ARs frequently contribute to compound events, in particular when heavy precipitation occurs together or in close succession with other natural hazards. Common compound events associated with ARs are Rain-on-snow events, Rain after fire, and sequences of ARs:
- Rain on snow: A rain-on-snow flood occurred in the Bernese Alps, Switzerland, on October 10th 2011 and caused significant damage due to the peak flood. The atmospheric drivers of this rain-on-snow flood were (i) sustained snowfall followed by (ii) the passage of an AR bringing warm and moist air towards the Alps. As a result, intensive rainfall (average of 100 mm/day) was accompanied by a temperature increase that shifted the 0° line from 1500 to 3200 m a.s.l. in 24 h with a maximum increase of 9 K in 9 h (Rössler et al., 2014).

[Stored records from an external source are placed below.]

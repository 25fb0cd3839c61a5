#![cfg(test)]

use crate::domain::color::TeamColor;
use crate::domain::player::{Player, Role};
use crate::domain::team::Team;

fn team_of(players: Vec<Player>) -> Team {
    let mut team = Team::new(TeamColor::White);
    team.players = players;
    team
}

#[test]
fn activity_classification() {
    let mut p = Player::human("ada", TeamColor::White);
    assert!(p.is_active());
    assert!(p.is_interactive());

    p.away = true;
    assert!(!p.is_active());
    assert!(!p.is_interactive());

    p.away = false;
    p.expelled = true;
    assert!(!p.is_active());
    assert!(!p.is_interactive());

    let bot = Player::ai("Boris", TeamColor::White);
    assert!(bot.is_active());
    assert!(!bot.is_interactive());
}

#[test]
fn counts_split_active_and_interactive() {
    let mut away = Player::human("away", TeamColor::White);
    away.away = true;
    let team = team_of(vec![
        Player::human("ada", TeamColor::White),
        Player::ai("Boris", TeamColor::White),
        away,
    ]);
    assert_eq!(team.active_count(), 2);
    assert_eq!(team.interactive_count(), 1);
}

#[test]
fn suspect_lookup_is_case_insensitive() {
    let team = team_of(vec![Player::human("Ada", TeamColor::White)]);
    assert!(team.find_ci("ada").is_some());
    assert!(team.find_ci("ADA").is_some());
    // Exact lookup is identity-based and stays case-sensitive.
    assert!(team.find("ada").is_none());
    assert!(team.find("Ada").is_some());
}

#[test]
fn mole_lookup_finds_the_assigned_role() {
    let mut players = vec![
        Player::human("ada", TeamColor::White),
        Player::human("bob", TeamColor::White),
    ];
    players[1].role = Role::Mole;
    let team = team_of(players);
    assert_eq!(team.mole().unwrap().name, "bob");
}

#[test]
fn resignation_requires_every_interactive_player() {
    let mut players = vec![
        Player::human("ada", TeamColor::White),
        Player::human("bob", TeamColor::White),
        Player::ai("Boris", TeamColor::White),
    ];
    players[0].resigning = true;
    let mut team = team_of(players.clone());
    // bob has not resigned; the AI's flag is irrelevant.
    assert!(!team.is_resigning());

    team.players[1].resigning = true;
    assert!(team.is_resigning());

    // A team with no interactive players cannot resign.
    players.retain(|p| p.ai);
    let bots_only = team_of(players);
    assert!(!bots_only.is_resigning());
}

#[test]
fn summary_never_exposes_the_role() {
    let mut player = Player::human("ada", TeamColor::White);
    player.role = Role::Mole;
    let json = serde_json::to_value(player.summary()).unwrap();
    assert!(json.get("role").is_none());
    assert_eq!(json["name"], "ada");
}
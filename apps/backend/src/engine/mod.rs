//! Seam to the external chess rules engine.
//!
//! The session core never interprets moves or positions itself: legality,
//! application, and terminal-position detection are delegated entirely to an
//! implementation of [`BoardEngine`]. Moves are opaque text in whatever
//! notation the engine defines; the session only compares them for equality
//! against the engine's own legal-move set.

/// External board engine, consumed by the session.
///
/// Implementations receive every call with the session's state lock
/// released, serialized through the session's own board lock, so they do not
/// need interior synchronization.
pub trait BoardEngine: Send {
    /// Legal moves for the current position, in the engine's notation.
    fn legal_moves(&self) -> Vec<String>;

    /// Apply a move. Returns false if the engine refuses it; for a move
    /// drawn from [`legal_moves`](Self::legal_moves) that is an invariant
    /// violation and the session finishes defensively.
    fn apply(&mut self, notation: &str) -> bool;

    fn is_stalemate(&self) -> bool;

    fn is_checkmate(&self) -> bool;

    fn is_insufficient_material(&self) -> bool;

    /// Current position in standard position notation (FEN).
    fn fen(&self) -> String;
}
//! AI move selection seam.
//!
//! AI seats submit ballots through the same path as humans; the only AI-only
//! code is choosing which move to submit. A real deployment plugs a chess
//! engine in behind [`MoveAdvisor`]; [`RandomAdvisor`] is the stock
//! implementation and the baseline for tests.

use async_trait::async_trait;
use parking_lot::Mutex;
use rand::prelude::{IndexedRandom, StdRng};
use rand::SeedableRng;

/// Chooses a move for an AI seat.
///
/// `legal` is the board engine's legal-move set for `fen`; implementations
/// must pick from it or return `None` to abstain.
#[async_trait]
pub trait MoveAdvisor: Send + Sync {
    async fn choose_move(&self, fen: &str, legal: &[String]) -> Option<String>;
}

/// Advisor that picks uniformly from the legal moves.
pub struct RandomAdvisor {
    /// `Mutex` for interior mutability: trait methods take `&self` but the
    /// RNG needs mutable access.
    rng: Mutex<StdRng>,
}

impl RandomAdvisor {
    /// `seed` makes the advisor deterministic; `None` uses system entropy.
    pub fn new(seed: Option<u64>) -> Self {
        let rng = match seed {
            Some(s) => StdRng::seed_from_u64(s),
            None => StdRng::from_os_rng(),
        };
        Self {
            rng: Mutex::new(rng),
        }
    }
}

#[async_trait]
impl MoveAdvisor for RandomAdvisor {
    async fn choose_move(&self, _fen: &str, legal: &[String]) -> Option<String> {
        let mut rng = self.rng.lock();
        legal.choose(&mut *rng).cloned()
    }
}
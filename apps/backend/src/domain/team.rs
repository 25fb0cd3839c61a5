use serde::{Deserialize, Serialize};

use crate::domain::color::TeamColor;
use crate::domain::player::{Player, PlayerSummary, Role};

/// One of the two rosters. Membership is ordered and append-only outside of
/// pregame leaves and defection transfers.
#[derive(Debug, Clone)]
pub struct Team {
    pub color: TeamColor,
    pub players: Vec<Player>,
    /// Accusation consensus events spent against the configured vote limit.
    pub accusation_votes: u32,
}

impl Team {
    pub fn new(color: TeamColor) -> Self {
        Self {
            color,
            players: Vec::new(),
            accusation_votes: 0,
        }
    }

    pub fn find(&self, name: &str) -> Option<&Player> {
        self.players.iter().find(|p| p.name == name)
    }

    pub fn find_mut(&mut self, name: &str) -> Option<&mut Player> {
        self.players.iter_mut().find(|p| p.name == name)
    }

    /// Case-insensitive lookup, used for accusation suspect names typed by
    /// players.
    pub fn find_ci(&self, name: &str) -> Option<&Player> {
        self.players
            .iter()
            .find(|p| p.name.eq_ignore_ascii_case(name))
    }

    pub fn active_count(&self) -> usize {
        self.players.iter().filter(|p| p.is_active()).count()
    }

    pub fn interactive_count(&self) -> usize {
        self.players.iter().filter(|p| p.is_interactive()).count()
    }

    pub fn mole(&self) -> Option<&Player> {
        self.players.iter().find(|p| p.role == Role::Mole)
    }

    pub fn mole_mut(&mut self) -> Option<&mut Player> {
        self.players.iter_mut().find(|p| p.role == Role::Mole)
    }

    /// Count of live move ballots, regardless of submitter activity.
    pub fn ballot_count(&self) -> usize {
        self.players.iter().filter(|p| p.ballot.is_some()).count()
    }

    pub fn clear_ballots(&mut self) {
        for player in &mut self.players {
            player.ballot = None;
        }
    }

    /// Every interactive player has flagged resignation (and at least one
    /// exists).
    pub fn is_resigning(&self) -> bool {
        let mut any = false;
        for p in self.players.iter().filter(|p| p.is_interactive()) {
            if !p.resigning {
                return false;
            }
            any = true;
        }
        any
    }

    pub fn summary(&self) -> TeamSummary {
        TeamSummary {
            color: self.color,
            votes: self.accusation_votes,
            players: self.players.iter().map(Player::summary).collect(),
        }
    }
}

/// Public roster view for lobby listings and roster broadcasts.
#[derive(Debug, Clone, PartialEq, Eq, Serialize, Deserialize)]
pub struct TeamSummary {
    pub color: TeamColor,
    pub votes: u32,
    pub players: Vec<PlayerSummary>,
}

- Rain on post-fire regions: The Thomas Fire burned 114 078 ha in Santa Barbara and Ventura counties, southern California, USA, during December 2017–January 2018. On January 9th 2018, high-intensity rainfall occurred over the Thomas Fire burnt area in the mountains above the communities of Montecito and Carpinteria, initiating multiple devastating debris flows. The highest rainfall intensities occurred with the passage of an AR where orographic enhancement played a role in intensifying precipitation (Oakley et al., 2018). A climatological study for “The Transverse Ranges” of southern California, USA, showed that, from a compilation of 93 post-fire debris flow events during 1980–2014 triggered by 19 precipitation events, ARs are a dominant feature, observed in 13 out of the 19 events (Oakley et al., 2017).
- Sequences of ARs: Families of ARs (Fish et al., 2019) usually occur in association with mesoscale frontal waves or back-to-back storms that occur within a short duration of time (e.g., <5–7 days). Whiles an AR may only produce beneficial and marginal high-impact weather, a pair or series is capable of producing more severe impacts (e.g., flooding, landslides) owing to preconditioning of hydrological conditions. An example of this was the 2016–2017 winter season in California where the events of January and February 2017 resulted in year-to-date precipitation totals greater than 150–200% above normal for many Northern California locations. One of the most recognized impacts, largely covered by the media, was Lake Oroville’s Dam Stress.
Fish, M.A., Wilson, A.M., Ralph F.M. (2019) Atmospheric River Families: Definition and Associated Synoptic Conditions. J. Hydromet., in review.
Oakley, N. S., Lancaster, J. T., Kaplan, M. L., and Ralph, F. M. (2017) Synoptic conditions associated with cool season post-fire debris flows in the Transverse Ranges of southern California, Nat. Hazards, 88, 327–354.
Oakley, N. S., Cannon, F., Munroe, R., Lancaster, J. T., Gomberg, D., and Ralph, F. M. (2018) Brief communication: Meteorological and climatological conditions associated with the 9 January 2018 post-fire debris flows in Montecito and Carpinteria, California, USA, Nat. Hazards Earth Syst. Sci., 18, 3037-3043.
Ralph, F.M., Dettinger, M.D, Cairns, M.M. , Galarneau, T.J. and Eylander, J. (2018) Defining “Atmospheric River”: How the Glossary of Meteorology Helped Resolve a Debate. BAMS, 99, 837-839.
Rössler, O., Froidevaux, P., Börst, U., Rickli, R., Martius, O., and Weingartner, R. (2014) Retrospective analysis of a nonforecasted rain-on-snow flood in the Alps – a matter of model limitations or unpredictable nature?, Hydrol. Earth Syst. Sci., 18, 2265-2285.